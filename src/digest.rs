// Content addressing. The digest is always computed over the full encoded
// envelope, never the raw payload, so the kind participates in the address.

use std::fmt;
use std::str::FromStr;

use sha1::{Digest as _, Sha1};

pub const DIGEST_LEN: usize = 20;

/// A 20-byte SHA-1 digest, the store's addressing key. Rendered as lowercase
/// hex everywhere it crosses the system boundary.
#[derive(Clone, Copy, PartialEq, Eq, Hash)]
pub struct Digest([u8; DIGEST_LEN]);

impl Digest {
    pub fn of(bytes: &[u8]) -> Self {
        let mut hasher = Sha1::new();
        hasher.update(bytes);
        Self(hasher.finalize().into())
    }

    pub fn as_bytes(&self) -> &[u8; DIGEST_LEN] {
        &self.0
    }

    pub fn to_hex(&self) -> String {
        hex::encode(self.0)
    }
}

impl fmt::Display for Digest {
    fn fmt(&self, f: &mut fmt::Formatter<'_>) -> fmt::Result {
        f.write_str(&self.to_hex())
    }
}

impl fmt::Debug for Digest {
    fn fmt(&self, f: &mut fmt::Formatter<'_>) -> fmt::Result {
        write!(f, "Digest({})", self.to_hex())
    }
}

#[derive(Debug, thiserror::Error)]
#[error("invalid digest {0:?}: expected 40 hex characters")]
pub struct ParseDigestError(String);

impl FromStr for Digest {
    type Err = ParseDigestError;

    fn from_str(s: &str) -> Result<Self, Self::Err> {
        let mut bytes = [0u8; DIGEST_LEN];
        hex::decode_to_slice(s, &mut bytes).map_err(|_| ParseDigestError(s.to_string()))?;
        Ok(Self(bytes))
    }
}

#[cfg(test)]
mod tests {
    use super::Digest;

    #[test]
    fn known_blob_digest() {
        // SHA-1 of the envelope "blob 11\x00hello world"
        let digest = Digest::of(b"blob 11\x00hello world");
        assert_eq!(digest.to_hex(), "95d09f2b10159347eece71399a7e2e907ea3df4f");
    }

    #[test]
    fn known_empty_blob_digest() {
        let digest = Digest::of(b"blob 0\x00");
        assert_eq!(digest.to_hex(), "e69de29bb2d1d6434b8b29ae775ad8c2e48c5391");
    }

    #[test]
    fn hashing_is_deterministic() {
        let input = b"tag 5\x00hello";
        assert_eq!(Digest::of(input), Digest::of(input));
    }

    #[test]
    fn kind_participates_in_addressing() {
        assert_ne!(
            Digest::of(b"blob 11\x00hello world"),
            Digest::of(b"commit 11\x00hello world"),
        );
    }

    #[test]
    fn parses_back_from_hex() {
        let digest = Digest::of(b"blob 0\x00");
        let parsed: Digest = digest.to_hex().parse().unwrap();
        assert_eq!(parsed, digest);
    }

    #[test]
    fn rejects_bad_hex() {
        assert!("not a digest".parse::<Digest>().is_err());
        assert!("95d09f2b".parse::<Digest>().is_err());
        assert!(
            "zzd09f2b10159347eece71399a7e2e907ea3df4f"
                .parse::<Digest>()
                .is_err()
        );
    }
}
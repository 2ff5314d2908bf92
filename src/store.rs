// The orchestration layer: maps objects at the API boundary to compressed
// envelope files on disk, keyed by digest.
//
// On-disk layout, relative to the objects directory:
//   <first 2 hex chars of digest>/<remaining 38 hex chars>

use std::fs;
use std::io::{ErrorKind, Write};
use std::path::PathBuf;

use log::debug;
use tempfile::NamedTempFile;

use crate::compress;
use crate::digest::Digest;
use crate::error::StoreError;
use crate::object::Object;
use crate::repository::Repository;

pub struct ObjectStore {
    objects_dir: PathBuf,
}

impl ObjectStore {
    pub fn open(repository: &Repository) -> Self {
        Self {
            objects_dir: repository.objects_dir(),
        }
    }

    /// Stores an object and returns its digest: encode, hash the envelope,
    /// compress, write under the fan-out path. Writing the same object twice
    /// lands identical bytes at the identical path, so no existence check is
    /// needed.
    pub fn put(&self, object: &Object) -> Result<Digest, StoreError> {
        let envelope = object.encode();
        let digest = Digest::of(&envelope);
        let compressed = compress::deflate(&envelope)?;

        let dir = self.fanout_dir(&digest);
        fs::create_dir_all(&dir)?;

        // Write to a sibling temp file and rename into place so a concurrent
        // reader never observes a half-written object.
        let mut file = NamedTempFile::new_in(&dir)?;
        file.write_all(&compressed)?;
        file.persist(self.object_path(&digest))
            .map_err(|e| StoreError::Io(e.error))?;

        debug!("stored {} object {}", object.kind(), digest);
        Ok(digest)
    }

    /// Retrieves the object stored under `digest`.
    pub fn get(&self, digest: &Digest) -> Result<Object, StoreError> {
        let path = self.object_path(digest);

        let compressed = fs::read(&path).map_err(|e| match e.kind() {
            ErrorKind::NotFound => StoreError::ObjectNotFound(digest.to_hex()),
            _ => StoreError::Io(e),
        })?;

        let envelope = compress::inflate(&compressed).map_err(|e| StoreError::CorruptObject {
            digest: digest.to_hex(),
            source: e,
        })?;

        Object::decode(&envelope)
    }

    fn fanout_dir(&self, digest: &Digest) -> PathBuf {
        self.objects_dir.join(&digest.to_hex()[..2])
    }

    fn object_path(&self, digest: &Digest) -> PathBuf {
        self.fanout_dir(digest).join(&digest.to_hex()[2..])
    }
}
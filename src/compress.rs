// zlib transform applied to envelopes before they hit disk.

use std::io::{self, Read};

use flate2::Compression;
use flate2::bufread::{ZlibDecoder, ZlibEncoder};

pub fn deflate(data: &[u8]) -> io::Result<Vec<u8>> {
    let mut encoder = ZlibEncoder::new(data, Compression::default());
    let mut compressed = Vec::new();
    encoder.read_to_end(&mut compressed)?;
    Ok(compressed)
}

/// Inverse of [`deflate`]. Fails when the input is not a valid zlib stream,
/// which is how a damaged on-disk object is detected.
pub fn inflate(data: &[u8]) -> io::Result<Vec<u8>> {
    let mut decoder = ZlibDecoder::new(data);
    let mut decompressed = Vec::new();
    decoder.read_to_end(&mut decompressed)?;
    Ok(decompressed)
}

#[cfg(test)]
mod tests {
    use super::{deflate, inflate};

    #[test]
    fn round_trips() {
        let input = b"blob 11\x00hello world";
        assert_eq!(inflate(&deflate(input).unwrap()).unwrap(), input);
    }

    #[test]
    fn round_trips_empty_input() {
        assert_eq!(inflate(&deflate(b"").unwrap()).unwrap(), b"");
    }

    #[test]
    fn inflate_rejects_garbage() {
        assert!(inflate(b"definitely not zlib").is_err());
    }

    #[test]
    fn inflate_rejects_truncated_stream() {
        let compressed = deflate(b"some object contents").unwrap();
        assert!(inflate(&compressed[..compressed.len() / 2]).is_err());
    }
}
use std::io::Write;
use std::path::PathBuf;
use std::{env, fs, io, process};

use anyhow::Context;
use clap::{Parser, Subcommand};

use casket::{Digest, Object, ObjectStore, Repository};

#[derive(Subcommand, Debug)]
enum Command {
    /// Initialize a casket repository
    ///
    /// The path defaults to the directory the command is invoked in
    Init {
        #[arg(default_value = ".")]
        path: PathBuf,
    },
    /// Compute the digest of a file, optionally writing the object to the
    /// store
    HashObject {
        /// Write the object to the store
        #[arg(short = 'w')]
        write: bool,
        /// Object kind tag
        #[arg(short = 't', default_value = "blob")]
        kind: String,
        path: PathBuf,
    },
    /// Print the raw payload of a stored object (uncompressed and without
    /// the envelope header) to stdout
    CatFile {
        /// Accepted for interface compatibility; lookup is digest-keyed
        kind: String,
        digest: String,
    },
}

/// A minimal content-addressable object store
#[derive(Parser, Debug)]
#[command(version, about, long_about = None)]
struct Casket {
    #[command(subcommand)]
    cmd: Command,
}

fn main() {
    env_logger::init();

    if let Err(e) = run(Casket::parse()) {
        eprintln!("error: {:#}", e);
        process::exit(1);
    }
}

fn run(casket: Casket) -> anyhow::Result<()> {
    match casket.cmd {
        Command::Init { path } => {
            let repository = Repository::init(&path)?;
            println!(
                "Initialized empty repository at {}",
                repository.storedir.display()
            );
        }
        Command::HashObject { write, kind, path } => {
            let payload = fs::read(&path)
                .with_context(|| format!("cannot read file {}", path.display()))?;
            let object = Object::new(&kind, payload)?;

            let digest = if write {
                let store = open_store()?;
                store.put(&object)?
            } else {
                Digest::of(&object.encode())
            };

            println!("{}", digest);
        }
        Command::CatFile { kind: _, digest } => {
            let digest: Digest = digest.parse()?;
            let store = open_store()?;
            let object = store.get(&digest)?;
            io::stdout().write_all(object.payload())?;
        }
    };

    Ok(())
}

fn open_store() -> anyhow::Result<ObjectStore> {
    let cwd = env::current_dir().context("cannot determine current directory")?;
    let repository = Repository::find(&cwd)?;
    Ok(ObjectStore::open(&repository))
}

========

YOUR INSTRUCTIONS » Look through the data above for the word "filename". Report each line where it occurs.

RESPONSE TO THIS EXERCISE »
filename src/digest.rs
filename src/store.rs
filename src/compress.rs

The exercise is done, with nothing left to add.